(Collected data)
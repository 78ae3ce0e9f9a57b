//! Request bodies for `POST /api/v1/favorite`.
//!
//! The service accepts `{"userId": <RFC 4122 UUID>, "favNum": <integer > 0>}`, both
//! fields required. [`FavoriteRequest::random`] produces bodies that satisfy those
//! rules; [`invalid_payloads`] produces the fixed set that each break exactly one.

use rand::Rng;
use serde::{Deserialize, Serialize};
use std::ops::RangeInclusive;
use uuid::Uuid;

/// Inclusive range `favNum` is drawn from for valid iterations.
pub const FAV_NUM_RANGE: RangeInclusive<i64> = 1..=100;

/// JSON body sent to the favorite endpoint.
#[derive(Debug, Clone, PartialEq, Eq, Serialize, Deserialize)]
#[serde(rename_all = "camelCase")]
pub struct FavoriteRequest {
    pub user_id: String,
    pub fav_num: i64,
}

impl FavoriteRequest {
    pub fn new(user_id: impl Into<String>, fav_num: i64) -> Self {
        Self {
            user_id: user_id.into(),
            fav_num,
        }
    }

    /// Fresh v4 user id and a uniformly drawn `favNum` in `1..=100`.
    pub fn random() -> Self {
        let fav_num = rand::thread_rng().gen_range(FAV_NUM_RANGE);
        Self::new(fresh_user_id(), fav_num)
    }

    pub fn to_json(&self) -> serde_json::Result<String> {
        serde_json::to_string(self)
    }
}

/// Which validation rule an invalid payload breaks.
#[derive(Debug, Clone, Copy, PartialEq, Eq, Hash)]
pub enum Violation {
    /// `userId` is present but not a UUID
    MalformedUserId,
    /// `favNum` is below zero
    NegativeFavNum,
    /// `favNum` is zero, which the service treats as missing
    ZeroFavNum,
    /// `userId` is the empty string
    EmptyUserId,
}

/// A payload the service must reject with 400, tagged with the rule it breaks.
#[derive(Debug, Clone, PartialEq, Eq)]
pub struct InvalidPayload {
    pub violation: Violation,
    pub request: FavoriteRequest,
}

/// The four probe payloads, in the order they are sent.
///
/// The shape is fixed; only the well-formed user ids in the `favNum` cases are fresh.
pub fn invalid_payloads() -> [InvalidPayload; 4] {
    [
        InvalidPayload {
            violation: Violation::MalformedUserId,
            request: FavoriteRequest::new("invalid-uuid", 42),
        },
        InvalidPayload {
            violation: Violation::NegativeFavNum,
            request: FavoriteRequest::new(fresh_user_id(), -1),
        },
        InvalidPayload {
            violation: Violation::ZeroFavNum,
            request: FavoriteRequest::new(fresh_user_id(), 0),
        },
        InvalidPayload {
            violation: Violation::EmptyUserId,
            request: FavoriteRequest::new("", 42),
        },
    ]
}

fn fresh_user_id() -> String {
    Uuid::new_v4().hyphenated().to_string()
}

#[cfg(test)]
mod tests {
    use super::*;
    use std::collections::HashSet;

    fn is_v4(id: &str) -> bool {
        id.len() == 36
            && Uuid::parse_str(id)
                .map(|u| u.get_version_num() == 4)
                .unwrap_or(false)
    }

    #[test]
    fn test_random_payload_is_valid() {
        for _ in 0..1_000 {
            let req = FavoriteRequest::random();
            assert!(is_v4(&req.user_id), "not a v4 uuid: {}", req.user_id);
            assert!(FAV_NUM_RANGE.contains(&req.fav_num), "out of range: {}", req.fav_num);
        }
    }

    #[test]
    fn test_random_payload_covers_range_edges() {
        let seen: HashSet<i64> = (0..20_000)
            .map(|_| FavoriteRequest::random().fav_num)
            .collect();
        assert!(seen.contains(&1));
        assert!(seen.contains(&100));
    }

    #[test]
    fn test_random_user_ids_are_fresh() {
        let a = FavoriteRequest::random();
        let b = FavoriteRequest::random();
        assert_ne!(a.user_id, b.user_id);
    }

    #[test]
    fn test_json_uses_camel_case_keys() {
        let json = FavoriteRequest::new("abc", 7).to_json().unwrap();
        assert_eq!(json, r#"{"userId":"abc","favNum":7}"#);
    }

    #[test]
    fn test_random_payloads_share_json_shape() {
        let keys = |req: &FavoriteRequest| {
            let value: serde_json::Value = serde_json::from_str(&req.to_json().unwrap()).unwrap();
            let mut keys: Vec<String> = value.as_object().unwrap().keys().cloned().collect();
            keys.sort();
            keys
        };
        assert_eq!(keys(&FavoriteRequest::random()), keys(&FavoriteRequest::random()));
        assert_eq!(keys(&FavoriteRequest::random()), vec!["favNum", "userId"]);
    }

    #[test]
    fn test_invalid_payloads_break_one_rule_each() {
        let payloads = invalid_payloads();
        assert_eq!(payloads.len(), 4);

        let violations: Vec<Violation> = payloads.iter().map(|p| p.violation).collect();
        assert_eq!(
            violations,
            vec![
                Violation::MalformedUserId,
                Violation::NegativeFavNum,
                Violation::ZeroFavNum,
                Violation::EmptyUserId,
            ]
        );

        for payload in &payloads {
            let id_ok = is_v4(&payload.request.user_id);
            let num_ok = payload.request.fav_num > 0;
            match payload.violation {
                Violation::MalformedUserId => {
                    assert!(!id_ok && !payload.request.user_id.is_empty() && num_ok)
                }
                Violation::EmptyUserId => assert!(payload.request.user_id.is_empty() && num_ok),
                Violation::NegativeFavNum => assert!(id_ok && payload.request.fav_num == -1),
                Violation::ZeroFavNum => assert!(id_ok && payload.request.fav_num == 0),
            }
        }
    }
}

### [DIRECTIONS]
In the records, which lines use the word "ZeroFavNum"? Report them.

### [SOLUTION BELOW]
    ZeroFavNum,
            violation: Violation::ZeroFavNum,
                Violation::ZeroFavNum,
                Violation::ZeroFavNum => assert!(id_ok && payload.request.fav_num == 0),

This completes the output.